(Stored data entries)
____________

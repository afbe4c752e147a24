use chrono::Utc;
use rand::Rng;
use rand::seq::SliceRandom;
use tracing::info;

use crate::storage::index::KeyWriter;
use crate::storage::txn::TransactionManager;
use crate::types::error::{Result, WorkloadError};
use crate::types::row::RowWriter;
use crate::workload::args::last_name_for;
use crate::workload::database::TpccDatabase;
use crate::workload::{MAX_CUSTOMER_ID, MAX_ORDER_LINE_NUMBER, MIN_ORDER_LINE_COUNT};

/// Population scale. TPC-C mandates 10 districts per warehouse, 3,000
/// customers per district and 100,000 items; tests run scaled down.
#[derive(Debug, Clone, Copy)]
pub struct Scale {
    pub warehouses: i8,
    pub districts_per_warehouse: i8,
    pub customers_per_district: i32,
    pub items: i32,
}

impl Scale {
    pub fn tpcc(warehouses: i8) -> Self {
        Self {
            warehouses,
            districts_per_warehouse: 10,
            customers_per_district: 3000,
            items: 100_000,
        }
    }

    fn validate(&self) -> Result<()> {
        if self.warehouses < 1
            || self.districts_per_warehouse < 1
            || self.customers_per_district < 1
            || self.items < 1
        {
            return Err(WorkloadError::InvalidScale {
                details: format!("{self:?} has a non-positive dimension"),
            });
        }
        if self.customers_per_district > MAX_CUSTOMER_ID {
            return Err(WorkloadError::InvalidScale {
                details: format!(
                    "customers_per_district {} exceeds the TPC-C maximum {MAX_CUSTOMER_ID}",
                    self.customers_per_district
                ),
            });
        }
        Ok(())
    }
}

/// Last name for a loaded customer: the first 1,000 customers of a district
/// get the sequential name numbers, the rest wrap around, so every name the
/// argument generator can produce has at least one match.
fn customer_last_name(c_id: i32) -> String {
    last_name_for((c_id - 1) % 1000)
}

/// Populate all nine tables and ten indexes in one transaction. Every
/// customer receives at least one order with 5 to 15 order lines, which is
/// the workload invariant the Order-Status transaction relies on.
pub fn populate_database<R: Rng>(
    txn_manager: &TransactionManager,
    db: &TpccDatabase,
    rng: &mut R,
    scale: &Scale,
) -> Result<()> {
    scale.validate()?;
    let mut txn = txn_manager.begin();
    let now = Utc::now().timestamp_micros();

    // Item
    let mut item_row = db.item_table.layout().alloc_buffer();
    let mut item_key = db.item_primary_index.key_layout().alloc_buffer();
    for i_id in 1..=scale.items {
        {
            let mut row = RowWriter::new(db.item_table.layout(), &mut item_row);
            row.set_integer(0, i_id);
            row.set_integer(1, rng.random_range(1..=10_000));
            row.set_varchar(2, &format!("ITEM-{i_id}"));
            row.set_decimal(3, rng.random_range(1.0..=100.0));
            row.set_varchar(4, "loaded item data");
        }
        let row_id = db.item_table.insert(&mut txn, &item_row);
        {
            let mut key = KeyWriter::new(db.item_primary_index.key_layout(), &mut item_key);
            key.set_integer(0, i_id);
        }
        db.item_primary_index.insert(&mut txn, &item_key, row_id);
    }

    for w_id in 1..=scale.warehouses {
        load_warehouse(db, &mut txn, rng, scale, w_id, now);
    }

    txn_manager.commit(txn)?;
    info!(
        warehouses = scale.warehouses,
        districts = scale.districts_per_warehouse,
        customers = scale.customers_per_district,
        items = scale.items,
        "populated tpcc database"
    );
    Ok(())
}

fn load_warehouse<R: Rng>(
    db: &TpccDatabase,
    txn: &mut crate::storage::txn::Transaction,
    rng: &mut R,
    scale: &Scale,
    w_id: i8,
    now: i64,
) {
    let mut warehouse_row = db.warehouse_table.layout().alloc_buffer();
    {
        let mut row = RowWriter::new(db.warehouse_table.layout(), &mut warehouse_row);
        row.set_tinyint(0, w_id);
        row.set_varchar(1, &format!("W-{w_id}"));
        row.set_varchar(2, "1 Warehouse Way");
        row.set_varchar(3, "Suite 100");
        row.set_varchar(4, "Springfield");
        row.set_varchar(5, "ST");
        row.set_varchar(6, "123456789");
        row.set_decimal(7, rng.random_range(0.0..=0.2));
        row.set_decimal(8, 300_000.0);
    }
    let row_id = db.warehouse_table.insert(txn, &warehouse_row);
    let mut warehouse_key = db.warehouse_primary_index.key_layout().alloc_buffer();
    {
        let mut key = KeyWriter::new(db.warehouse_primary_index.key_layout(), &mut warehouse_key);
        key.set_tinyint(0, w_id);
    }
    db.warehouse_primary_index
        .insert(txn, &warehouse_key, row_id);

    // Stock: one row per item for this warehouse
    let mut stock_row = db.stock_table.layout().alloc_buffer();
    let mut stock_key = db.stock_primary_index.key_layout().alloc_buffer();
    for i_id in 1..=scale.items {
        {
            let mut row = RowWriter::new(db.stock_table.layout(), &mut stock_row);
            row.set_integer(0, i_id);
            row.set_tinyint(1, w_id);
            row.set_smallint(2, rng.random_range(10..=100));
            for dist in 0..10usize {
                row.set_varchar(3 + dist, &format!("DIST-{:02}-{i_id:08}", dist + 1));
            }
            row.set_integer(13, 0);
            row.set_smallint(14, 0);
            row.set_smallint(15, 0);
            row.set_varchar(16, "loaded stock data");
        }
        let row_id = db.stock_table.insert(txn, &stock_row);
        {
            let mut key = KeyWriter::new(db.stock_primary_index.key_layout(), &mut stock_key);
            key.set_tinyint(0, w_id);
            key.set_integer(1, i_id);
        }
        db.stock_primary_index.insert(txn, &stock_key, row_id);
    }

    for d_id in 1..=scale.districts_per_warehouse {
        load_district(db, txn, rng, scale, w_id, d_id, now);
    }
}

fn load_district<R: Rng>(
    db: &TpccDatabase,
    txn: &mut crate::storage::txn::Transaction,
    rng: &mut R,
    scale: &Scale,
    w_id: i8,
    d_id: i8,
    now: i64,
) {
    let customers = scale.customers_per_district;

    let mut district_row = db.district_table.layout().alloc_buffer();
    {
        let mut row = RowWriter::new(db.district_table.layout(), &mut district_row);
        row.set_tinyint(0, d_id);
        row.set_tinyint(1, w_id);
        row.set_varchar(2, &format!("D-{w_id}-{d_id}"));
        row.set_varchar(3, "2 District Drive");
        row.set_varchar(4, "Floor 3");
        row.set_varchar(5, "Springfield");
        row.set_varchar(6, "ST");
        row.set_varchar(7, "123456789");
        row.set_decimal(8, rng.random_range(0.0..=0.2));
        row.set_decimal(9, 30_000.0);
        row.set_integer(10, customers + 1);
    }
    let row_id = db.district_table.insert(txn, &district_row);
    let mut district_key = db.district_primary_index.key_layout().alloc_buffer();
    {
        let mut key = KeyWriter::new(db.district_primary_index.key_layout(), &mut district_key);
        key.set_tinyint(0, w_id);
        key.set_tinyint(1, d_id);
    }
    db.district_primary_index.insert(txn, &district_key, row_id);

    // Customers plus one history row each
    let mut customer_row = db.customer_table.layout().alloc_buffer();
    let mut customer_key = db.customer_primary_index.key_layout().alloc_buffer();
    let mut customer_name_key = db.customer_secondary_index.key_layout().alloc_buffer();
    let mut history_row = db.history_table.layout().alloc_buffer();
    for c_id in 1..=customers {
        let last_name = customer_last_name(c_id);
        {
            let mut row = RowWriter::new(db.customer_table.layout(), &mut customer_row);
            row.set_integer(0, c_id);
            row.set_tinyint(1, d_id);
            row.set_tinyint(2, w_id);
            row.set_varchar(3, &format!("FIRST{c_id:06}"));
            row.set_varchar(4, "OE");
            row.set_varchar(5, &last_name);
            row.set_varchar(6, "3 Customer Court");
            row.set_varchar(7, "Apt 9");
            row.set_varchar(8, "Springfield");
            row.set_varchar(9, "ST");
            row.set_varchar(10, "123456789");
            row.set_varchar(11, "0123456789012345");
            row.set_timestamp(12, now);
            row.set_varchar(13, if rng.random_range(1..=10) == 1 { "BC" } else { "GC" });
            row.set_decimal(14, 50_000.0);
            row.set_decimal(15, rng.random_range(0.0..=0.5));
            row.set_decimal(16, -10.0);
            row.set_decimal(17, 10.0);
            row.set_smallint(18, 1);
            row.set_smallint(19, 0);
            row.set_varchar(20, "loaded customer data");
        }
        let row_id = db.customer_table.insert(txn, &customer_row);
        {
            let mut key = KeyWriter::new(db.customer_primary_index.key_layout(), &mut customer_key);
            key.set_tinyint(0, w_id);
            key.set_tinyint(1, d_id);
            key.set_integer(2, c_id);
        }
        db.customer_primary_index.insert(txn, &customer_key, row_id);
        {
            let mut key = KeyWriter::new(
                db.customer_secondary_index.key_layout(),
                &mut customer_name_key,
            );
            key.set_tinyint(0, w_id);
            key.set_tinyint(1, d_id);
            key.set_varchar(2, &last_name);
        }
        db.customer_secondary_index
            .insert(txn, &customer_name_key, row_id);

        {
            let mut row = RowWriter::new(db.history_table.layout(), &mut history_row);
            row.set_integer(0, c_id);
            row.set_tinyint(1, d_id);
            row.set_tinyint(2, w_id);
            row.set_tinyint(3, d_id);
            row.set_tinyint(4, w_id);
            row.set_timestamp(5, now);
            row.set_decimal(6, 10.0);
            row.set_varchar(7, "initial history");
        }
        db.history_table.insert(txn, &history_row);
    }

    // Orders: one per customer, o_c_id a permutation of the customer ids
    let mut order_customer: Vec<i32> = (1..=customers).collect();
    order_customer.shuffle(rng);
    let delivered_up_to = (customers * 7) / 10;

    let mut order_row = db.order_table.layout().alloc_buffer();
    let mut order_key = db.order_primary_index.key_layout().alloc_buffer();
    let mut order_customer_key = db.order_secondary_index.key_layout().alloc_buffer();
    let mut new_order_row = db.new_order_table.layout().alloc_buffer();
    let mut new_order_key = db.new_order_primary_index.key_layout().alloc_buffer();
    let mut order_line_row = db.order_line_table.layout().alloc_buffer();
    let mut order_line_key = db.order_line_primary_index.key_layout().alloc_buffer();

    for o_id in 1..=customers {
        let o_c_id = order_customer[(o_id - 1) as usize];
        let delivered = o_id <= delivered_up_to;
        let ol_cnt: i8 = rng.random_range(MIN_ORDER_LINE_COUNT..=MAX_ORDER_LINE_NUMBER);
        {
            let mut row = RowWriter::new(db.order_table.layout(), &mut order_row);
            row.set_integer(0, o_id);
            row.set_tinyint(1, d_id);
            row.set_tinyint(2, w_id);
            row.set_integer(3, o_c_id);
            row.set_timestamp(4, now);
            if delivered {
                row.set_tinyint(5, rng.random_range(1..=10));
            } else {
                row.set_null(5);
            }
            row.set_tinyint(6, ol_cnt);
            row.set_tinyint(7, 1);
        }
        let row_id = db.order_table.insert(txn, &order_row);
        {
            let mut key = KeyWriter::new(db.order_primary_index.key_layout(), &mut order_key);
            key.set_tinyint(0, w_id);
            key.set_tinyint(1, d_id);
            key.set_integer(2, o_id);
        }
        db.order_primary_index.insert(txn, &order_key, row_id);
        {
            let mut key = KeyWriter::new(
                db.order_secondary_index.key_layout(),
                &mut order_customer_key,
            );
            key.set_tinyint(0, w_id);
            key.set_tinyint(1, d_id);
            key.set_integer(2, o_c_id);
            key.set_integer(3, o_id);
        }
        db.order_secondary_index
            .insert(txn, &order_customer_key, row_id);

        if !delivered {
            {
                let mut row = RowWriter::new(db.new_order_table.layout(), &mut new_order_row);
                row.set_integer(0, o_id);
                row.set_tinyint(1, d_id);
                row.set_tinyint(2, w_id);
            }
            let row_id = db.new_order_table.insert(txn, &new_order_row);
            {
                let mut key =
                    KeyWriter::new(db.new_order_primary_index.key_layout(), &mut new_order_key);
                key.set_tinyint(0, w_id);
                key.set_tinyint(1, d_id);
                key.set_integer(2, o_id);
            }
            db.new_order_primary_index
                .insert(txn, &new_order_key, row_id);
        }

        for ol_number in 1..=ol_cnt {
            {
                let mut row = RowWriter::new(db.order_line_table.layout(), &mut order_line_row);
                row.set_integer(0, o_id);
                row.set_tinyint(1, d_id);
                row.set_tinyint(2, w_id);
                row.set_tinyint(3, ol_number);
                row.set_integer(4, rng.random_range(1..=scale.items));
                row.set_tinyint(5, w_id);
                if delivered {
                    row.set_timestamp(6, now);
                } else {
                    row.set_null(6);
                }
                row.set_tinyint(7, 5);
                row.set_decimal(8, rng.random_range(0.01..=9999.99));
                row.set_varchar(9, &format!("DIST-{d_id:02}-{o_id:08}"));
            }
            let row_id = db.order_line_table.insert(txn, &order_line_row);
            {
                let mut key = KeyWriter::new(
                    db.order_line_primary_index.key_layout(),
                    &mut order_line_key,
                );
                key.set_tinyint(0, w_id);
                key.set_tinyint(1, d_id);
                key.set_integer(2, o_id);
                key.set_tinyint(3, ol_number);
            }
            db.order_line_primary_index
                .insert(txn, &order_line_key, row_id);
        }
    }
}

____________

Exercise description: Beginning with the first line of the entries, repeat each line exactly until you have reproduced the one containing "if self.warehouses < 1", and add nothing further.

Expected answer:
repository afbe4c752e147a24
use chrono::Utc;
use rand::Rng;
use rand::seq::SliceRandom;
use tracing::info;

use crate::storage::index::KeyWriter;
use crate::storage::txn::TransactionManager;
use crate::types::error::{Result, WorkloadError};
use crate::types::row::RowWriter;
use crate::workload::args::last_name_for;
use crate::workload::database::TpccDatabase;
use crate::workload::{MAX_CUSTOMER_ID, MAX_ORDER_LINE_NUMBER, MIN_ORDER_LINE_COUNT};

/// Population scale. TPC-C mandates 10 districts per warehouse, 3,000
/// customers per district and 100,000 items; tests run scaled down.
#[derive(Debug, Clone, Copy)]
pub struct Scale {
    pub warehouses: i8,
    pub districts_per_warehouse: i8,
    pub customers_per_district: i32,
    pub items: i32,
}

impl Scale {
    pub fn tpcc(warehouses: i8) -> Self {
        Self {
            warehouses,
            districts_per_warehouse: 10,
            customers_per_district: 3000,
            items: 100_000,
        }
    }

    fn validate(&self) -> Result<()> {
        if self.warehouses < 1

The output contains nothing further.